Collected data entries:
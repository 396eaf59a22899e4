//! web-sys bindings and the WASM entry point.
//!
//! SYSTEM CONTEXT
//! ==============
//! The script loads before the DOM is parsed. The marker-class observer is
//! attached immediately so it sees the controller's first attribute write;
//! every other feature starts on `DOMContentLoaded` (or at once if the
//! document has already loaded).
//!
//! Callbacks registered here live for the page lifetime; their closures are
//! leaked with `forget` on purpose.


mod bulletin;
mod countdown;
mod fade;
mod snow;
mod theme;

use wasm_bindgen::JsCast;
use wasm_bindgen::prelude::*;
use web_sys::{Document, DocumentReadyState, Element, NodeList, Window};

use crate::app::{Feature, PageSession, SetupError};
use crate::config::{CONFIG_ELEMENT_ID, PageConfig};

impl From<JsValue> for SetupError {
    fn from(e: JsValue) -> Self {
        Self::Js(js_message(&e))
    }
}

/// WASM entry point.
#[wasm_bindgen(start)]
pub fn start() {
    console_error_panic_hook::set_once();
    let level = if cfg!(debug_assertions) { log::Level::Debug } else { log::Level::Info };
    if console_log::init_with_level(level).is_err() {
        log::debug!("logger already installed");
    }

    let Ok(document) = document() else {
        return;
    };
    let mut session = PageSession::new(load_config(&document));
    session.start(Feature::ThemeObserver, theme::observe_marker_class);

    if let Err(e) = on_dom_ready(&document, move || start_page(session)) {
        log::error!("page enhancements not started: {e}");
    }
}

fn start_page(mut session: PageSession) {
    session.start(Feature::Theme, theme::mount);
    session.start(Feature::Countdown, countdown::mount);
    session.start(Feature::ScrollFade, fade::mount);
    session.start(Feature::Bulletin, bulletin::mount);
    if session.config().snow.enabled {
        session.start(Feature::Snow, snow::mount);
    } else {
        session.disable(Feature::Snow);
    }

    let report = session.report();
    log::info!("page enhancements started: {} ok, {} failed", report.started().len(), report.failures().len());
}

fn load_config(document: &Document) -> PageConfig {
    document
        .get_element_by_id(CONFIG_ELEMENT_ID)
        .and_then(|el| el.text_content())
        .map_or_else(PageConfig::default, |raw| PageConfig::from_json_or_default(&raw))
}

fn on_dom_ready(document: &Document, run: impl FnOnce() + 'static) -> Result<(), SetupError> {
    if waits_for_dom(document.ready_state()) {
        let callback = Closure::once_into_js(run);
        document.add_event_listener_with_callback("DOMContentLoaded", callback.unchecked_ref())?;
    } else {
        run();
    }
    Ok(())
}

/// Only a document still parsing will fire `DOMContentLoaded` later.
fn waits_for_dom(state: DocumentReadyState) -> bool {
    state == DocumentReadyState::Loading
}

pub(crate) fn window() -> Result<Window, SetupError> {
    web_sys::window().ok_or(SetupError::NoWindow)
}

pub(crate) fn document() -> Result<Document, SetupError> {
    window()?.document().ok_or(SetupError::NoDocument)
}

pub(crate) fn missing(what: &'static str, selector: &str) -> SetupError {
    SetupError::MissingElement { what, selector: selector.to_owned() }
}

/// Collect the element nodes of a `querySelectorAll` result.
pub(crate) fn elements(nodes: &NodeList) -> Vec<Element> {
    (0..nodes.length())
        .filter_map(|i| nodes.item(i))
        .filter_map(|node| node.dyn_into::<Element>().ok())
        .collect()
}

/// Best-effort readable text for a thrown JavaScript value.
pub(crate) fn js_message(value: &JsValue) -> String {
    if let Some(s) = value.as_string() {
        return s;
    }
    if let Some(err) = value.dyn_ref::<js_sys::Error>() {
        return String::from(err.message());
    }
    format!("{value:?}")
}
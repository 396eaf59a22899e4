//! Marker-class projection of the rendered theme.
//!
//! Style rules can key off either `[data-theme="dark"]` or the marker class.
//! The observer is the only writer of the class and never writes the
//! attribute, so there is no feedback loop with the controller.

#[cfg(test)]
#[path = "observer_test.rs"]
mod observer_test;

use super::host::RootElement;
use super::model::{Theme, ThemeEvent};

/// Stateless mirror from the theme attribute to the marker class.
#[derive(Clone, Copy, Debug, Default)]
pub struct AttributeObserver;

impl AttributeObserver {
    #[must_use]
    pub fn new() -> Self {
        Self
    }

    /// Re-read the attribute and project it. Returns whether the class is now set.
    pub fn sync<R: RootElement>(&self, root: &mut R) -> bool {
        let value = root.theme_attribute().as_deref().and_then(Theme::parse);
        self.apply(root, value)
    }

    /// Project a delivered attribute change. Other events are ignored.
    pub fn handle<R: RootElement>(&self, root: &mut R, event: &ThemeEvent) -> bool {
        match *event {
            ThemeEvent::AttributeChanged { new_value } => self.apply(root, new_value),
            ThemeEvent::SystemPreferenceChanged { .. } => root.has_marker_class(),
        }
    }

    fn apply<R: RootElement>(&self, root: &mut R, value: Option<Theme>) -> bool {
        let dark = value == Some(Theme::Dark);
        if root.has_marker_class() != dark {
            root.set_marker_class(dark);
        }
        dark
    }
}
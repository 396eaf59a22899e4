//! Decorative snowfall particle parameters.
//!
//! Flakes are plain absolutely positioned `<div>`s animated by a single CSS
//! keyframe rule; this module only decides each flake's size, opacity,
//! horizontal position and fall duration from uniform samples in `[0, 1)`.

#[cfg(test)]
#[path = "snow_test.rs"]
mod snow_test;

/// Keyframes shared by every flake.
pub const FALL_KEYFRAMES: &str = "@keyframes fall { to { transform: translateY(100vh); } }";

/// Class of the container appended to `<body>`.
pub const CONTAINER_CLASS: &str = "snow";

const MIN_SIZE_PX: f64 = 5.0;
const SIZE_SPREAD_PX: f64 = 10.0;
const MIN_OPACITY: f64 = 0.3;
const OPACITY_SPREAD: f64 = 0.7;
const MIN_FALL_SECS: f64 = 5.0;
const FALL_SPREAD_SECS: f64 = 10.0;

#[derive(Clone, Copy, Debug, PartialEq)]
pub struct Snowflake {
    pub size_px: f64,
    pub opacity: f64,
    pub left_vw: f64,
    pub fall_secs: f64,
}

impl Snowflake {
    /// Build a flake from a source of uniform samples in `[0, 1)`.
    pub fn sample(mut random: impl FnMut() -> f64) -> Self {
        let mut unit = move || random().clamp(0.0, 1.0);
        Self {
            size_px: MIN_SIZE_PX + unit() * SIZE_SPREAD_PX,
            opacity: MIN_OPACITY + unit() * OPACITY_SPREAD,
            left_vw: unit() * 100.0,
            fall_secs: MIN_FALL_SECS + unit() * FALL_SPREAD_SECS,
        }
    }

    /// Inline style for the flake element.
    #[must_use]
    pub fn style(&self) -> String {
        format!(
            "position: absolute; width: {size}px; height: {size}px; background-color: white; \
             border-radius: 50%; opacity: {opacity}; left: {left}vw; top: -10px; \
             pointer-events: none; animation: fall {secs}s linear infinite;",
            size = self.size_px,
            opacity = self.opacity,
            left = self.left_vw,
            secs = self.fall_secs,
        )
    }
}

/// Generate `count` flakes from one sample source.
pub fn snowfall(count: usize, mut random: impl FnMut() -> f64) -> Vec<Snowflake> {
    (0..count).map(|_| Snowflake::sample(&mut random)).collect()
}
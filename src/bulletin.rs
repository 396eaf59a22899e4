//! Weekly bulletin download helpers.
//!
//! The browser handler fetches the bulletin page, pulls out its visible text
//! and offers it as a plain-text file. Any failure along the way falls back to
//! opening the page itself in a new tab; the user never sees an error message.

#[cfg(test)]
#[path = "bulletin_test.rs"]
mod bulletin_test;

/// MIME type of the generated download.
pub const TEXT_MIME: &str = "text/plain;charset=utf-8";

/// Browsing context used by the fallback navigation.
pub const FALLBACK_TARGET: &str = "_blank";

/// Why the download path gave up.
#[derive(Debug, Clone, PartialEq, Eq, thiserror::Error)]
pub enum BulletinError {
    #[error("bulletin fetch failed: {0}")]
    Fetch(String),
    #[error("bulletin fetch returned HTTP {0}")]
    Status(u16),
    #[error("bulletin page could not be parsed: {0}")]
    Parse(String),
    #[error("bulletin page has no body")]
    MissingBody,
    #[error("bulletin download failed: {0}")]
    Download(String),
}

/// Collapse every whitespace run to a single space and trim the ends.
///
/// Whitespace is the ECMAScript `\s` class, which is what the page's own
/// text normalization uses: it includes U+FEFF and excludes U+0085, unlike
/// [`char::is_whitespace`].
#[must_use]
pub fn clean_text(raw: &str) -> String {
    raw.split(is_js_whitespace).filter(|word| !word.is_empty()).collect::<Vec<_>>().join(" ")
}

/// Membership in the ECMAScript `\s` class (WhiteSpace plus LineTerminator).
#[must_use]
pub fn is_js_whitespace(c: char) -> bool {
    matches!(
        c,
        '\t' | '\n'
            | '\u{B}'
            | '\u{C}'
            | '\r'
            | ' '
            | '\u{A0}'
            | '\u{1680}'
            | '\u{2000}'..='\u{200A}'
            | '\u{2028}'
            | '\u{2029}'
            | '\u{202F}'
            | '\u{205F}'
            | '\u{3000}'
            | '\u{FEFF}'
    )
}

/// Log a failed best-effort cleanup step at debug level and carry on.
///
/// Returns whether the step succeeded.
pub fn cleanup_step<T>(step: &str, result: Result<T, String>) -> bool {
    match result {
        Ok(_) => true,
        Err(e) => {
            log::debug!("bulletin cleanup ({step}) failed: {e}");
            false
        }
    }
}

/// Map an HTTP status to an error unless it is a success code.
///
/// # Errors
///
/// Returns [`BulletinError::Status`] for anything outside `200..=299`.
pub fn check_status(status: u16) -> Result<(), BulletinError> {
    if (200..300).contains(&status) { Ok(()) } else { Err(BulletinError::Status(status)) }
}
...
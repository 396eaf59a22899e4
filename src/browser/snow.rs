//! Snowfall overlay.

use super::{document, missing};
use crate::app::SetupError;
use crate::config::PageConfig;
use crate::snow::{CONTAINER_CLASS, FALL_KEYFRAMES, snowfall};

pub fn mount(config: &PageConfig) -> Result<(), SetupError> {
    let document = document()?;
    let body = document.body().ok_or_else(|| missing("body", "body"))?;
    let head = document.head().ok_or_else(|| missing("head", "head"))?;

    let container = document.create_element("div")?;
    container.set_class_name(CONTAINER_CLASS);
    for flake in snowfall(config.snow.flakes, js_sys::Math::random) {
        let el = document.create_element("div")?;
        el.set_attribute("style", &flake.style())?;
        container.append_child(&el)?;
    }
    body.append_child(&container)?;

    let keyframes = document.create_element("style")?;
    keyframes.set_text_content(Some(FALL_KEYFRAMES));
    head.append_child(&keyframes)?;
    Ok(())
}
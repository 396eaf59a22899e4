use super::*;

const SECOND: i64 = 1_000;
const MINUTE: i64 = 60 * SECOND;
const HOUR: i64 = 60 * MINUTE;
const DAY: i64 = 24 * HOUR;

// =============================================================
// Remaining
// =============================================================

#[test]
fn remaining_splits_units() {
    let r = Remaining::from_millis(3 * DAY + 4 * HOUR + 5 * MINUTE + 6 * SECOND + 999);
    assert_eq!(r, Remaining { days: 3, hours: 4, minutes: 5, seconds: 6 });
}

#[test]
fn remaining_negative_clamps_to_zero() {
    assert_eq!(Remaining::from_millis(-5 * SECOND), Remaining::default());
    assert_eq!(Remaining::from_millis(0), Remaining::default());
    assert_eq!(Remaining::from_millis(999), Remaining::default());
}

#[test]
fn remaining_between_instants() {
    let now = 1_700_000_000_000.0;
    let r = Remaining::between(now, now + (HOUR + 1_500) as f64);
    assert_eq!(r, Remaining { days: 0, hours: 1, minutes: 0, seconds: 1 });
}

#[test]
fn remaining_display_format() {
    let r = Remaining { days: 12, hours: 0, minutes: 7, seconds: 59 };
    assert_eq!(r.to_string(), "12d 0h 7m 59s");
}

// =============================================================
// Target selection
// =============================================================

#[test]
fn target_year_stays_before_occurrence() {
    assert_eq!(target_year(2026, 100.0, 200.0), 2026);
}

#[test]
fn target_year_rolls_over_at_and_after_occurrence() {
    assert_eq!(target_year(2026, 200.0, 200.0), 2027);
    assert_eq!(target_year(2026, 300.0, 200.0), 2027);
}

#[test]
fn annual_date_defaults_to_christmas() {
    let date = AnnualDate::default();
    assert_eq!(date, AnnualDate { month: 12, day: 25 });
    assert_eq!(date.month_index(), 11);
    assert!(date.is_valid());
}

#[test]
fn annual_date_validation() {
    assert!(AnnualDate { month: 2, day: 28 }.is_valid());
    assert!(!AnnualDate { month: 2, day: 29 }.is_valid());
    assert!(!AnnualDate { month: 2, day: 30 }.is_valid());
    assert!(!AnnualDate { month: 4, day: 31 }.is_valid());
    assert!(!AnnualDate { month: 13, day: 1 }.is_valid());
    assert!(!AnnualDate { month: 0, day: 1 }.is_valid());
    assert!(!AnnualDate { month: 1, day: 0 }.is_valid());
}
---
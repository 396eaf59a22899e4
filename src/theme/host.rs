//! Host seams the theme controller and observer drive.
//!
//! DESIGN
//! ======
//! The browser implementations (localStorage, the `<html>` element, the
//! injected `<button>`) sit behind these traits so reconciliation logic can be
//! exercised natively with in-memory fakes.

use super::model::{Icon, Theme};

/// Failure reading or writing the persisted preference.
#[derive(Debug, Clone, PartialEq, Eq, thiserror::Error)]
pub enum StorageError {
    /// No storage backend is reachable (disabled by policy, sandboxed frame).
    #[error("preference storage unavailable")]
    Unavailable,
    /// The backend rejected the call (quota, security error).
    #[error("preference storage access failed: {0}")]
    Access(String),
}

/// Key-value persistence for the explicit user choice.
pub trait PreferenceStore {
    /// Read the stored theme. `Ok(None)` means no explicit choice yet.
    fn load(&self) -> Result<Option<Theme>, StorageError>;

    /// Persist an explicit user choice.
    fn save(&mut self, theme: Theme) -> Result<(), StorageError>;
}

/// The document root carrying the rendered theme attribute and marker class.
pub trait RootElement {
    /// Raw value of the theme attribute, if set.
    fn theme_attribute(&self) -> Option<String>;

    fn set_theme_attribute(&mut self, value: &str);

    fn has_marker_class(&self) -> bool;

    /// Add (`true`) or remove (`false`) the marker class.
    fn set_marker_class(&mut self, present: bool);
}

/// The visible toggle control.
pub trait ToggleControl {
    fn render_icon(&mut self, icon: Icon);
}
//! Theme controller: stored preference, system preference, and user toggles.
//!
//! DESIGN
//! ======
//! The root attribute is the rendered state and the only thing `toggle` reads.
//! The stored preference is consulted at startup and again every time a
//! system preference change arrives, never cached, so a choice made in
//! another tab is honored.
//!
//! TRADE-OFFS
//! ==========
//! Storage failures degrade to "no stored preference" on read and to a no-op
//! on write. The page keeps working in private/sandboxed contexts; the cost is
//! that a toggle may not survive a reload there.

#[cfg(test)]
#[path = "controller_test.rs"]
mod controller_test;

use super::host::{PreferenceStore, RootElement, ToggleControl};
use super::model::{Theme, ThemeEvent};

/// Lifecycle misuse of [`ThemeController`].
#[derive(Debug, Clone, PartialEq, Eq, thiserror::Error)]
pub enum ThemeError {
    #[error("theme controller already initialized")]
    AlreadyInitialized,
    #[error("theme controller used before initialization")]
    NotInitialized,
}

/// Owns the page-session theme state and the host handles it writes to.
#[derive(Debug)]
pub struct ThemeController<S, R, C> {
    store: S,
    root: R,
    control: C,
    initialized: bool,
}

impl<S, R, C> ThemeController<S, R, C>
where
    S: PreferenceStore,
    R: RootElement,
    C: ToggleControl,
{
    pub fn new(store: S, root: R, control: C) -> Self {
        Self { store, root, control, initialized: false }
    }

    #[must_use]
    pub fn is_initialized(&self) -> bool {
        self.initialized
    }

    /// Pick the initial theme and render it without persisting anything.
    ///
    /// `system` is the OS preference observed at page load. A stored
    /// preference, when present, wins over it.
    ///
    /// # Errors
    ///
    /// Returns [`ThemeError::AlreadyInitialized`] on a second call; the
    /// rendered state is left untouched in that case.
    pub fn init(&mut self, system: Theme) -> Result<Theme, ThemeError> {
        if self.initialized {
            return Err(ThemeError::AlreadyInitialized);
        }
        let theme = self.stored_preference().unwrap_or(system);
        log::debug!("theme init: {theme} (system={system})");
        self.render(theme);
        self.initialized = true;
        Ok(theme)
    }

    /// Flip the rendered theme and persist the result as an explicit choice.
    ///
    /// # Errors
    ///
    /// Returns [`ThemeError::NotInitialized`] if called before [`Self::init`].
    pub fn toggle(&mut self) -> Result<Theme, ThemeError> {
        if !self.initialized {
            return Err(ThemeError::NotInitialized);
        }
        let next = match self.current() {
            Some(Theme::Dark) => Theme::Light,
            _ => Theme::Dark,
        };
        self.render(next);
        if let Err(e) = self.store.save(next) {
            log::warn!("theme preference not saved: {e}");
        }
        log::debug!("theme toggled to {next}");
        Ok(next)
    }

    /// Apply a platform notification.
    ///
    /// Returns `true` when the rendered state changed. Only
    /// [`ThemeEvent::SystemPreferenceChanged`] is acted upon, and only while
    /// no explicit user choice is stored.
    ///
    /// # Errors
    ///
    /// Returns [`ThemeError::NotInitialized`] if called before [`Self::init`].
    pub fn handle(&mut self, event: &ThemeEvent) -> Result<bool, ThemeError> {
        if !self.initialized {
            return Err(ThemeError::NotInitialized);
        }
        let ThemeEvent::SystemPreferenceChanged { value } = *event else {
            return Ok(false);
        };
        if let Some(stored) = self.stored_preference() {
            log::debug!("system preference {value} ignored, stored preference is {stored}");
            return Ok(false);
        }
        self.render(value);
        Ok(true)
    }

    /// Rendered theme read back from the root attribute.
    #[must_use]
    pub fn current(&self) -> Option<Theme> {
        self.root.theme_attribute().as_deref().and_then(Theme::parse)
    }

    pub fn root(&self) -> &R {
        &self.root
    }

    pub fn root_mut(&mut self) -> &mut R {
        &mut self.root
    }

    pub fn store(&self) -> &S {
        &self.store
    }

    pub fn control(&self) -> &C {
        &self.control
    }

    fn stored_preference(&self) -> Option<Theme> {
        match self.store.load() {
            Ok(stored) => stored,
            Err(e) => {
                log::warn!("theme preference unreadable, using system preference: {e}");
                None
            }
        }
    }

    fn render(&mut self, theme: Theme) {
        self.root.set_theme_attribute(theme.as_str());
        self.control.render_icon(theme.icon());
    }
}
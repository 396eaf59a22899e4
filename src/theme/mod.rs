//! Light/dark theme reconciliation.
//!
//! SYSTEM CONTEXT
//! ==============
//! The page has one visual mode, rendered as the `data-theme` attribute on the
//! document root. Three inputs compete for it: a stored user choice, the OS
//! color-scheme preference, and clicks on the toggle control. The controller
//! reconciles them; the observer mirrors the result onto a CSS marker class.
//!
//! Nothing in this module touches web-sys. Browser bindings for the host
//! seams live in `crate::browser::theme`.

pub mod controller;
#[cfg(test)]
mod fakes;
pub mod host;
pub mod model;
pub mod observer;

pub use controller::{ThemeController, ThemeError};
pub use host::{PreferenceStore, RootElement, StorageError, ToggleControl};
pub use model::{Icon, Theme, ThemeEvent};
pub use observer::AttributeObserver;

> [Task details] Within the entries above, find each line where "PreferenceStore" appears; copy every one.

> [Exercise answer]
pub trait PreferenceStore {
use super::host::{PreferenceStore, RootElement, ToggleControl};
    S: PreferenceStore,
pub use host::{PreferenceStore, RootElement, StorageError, ToggleControl};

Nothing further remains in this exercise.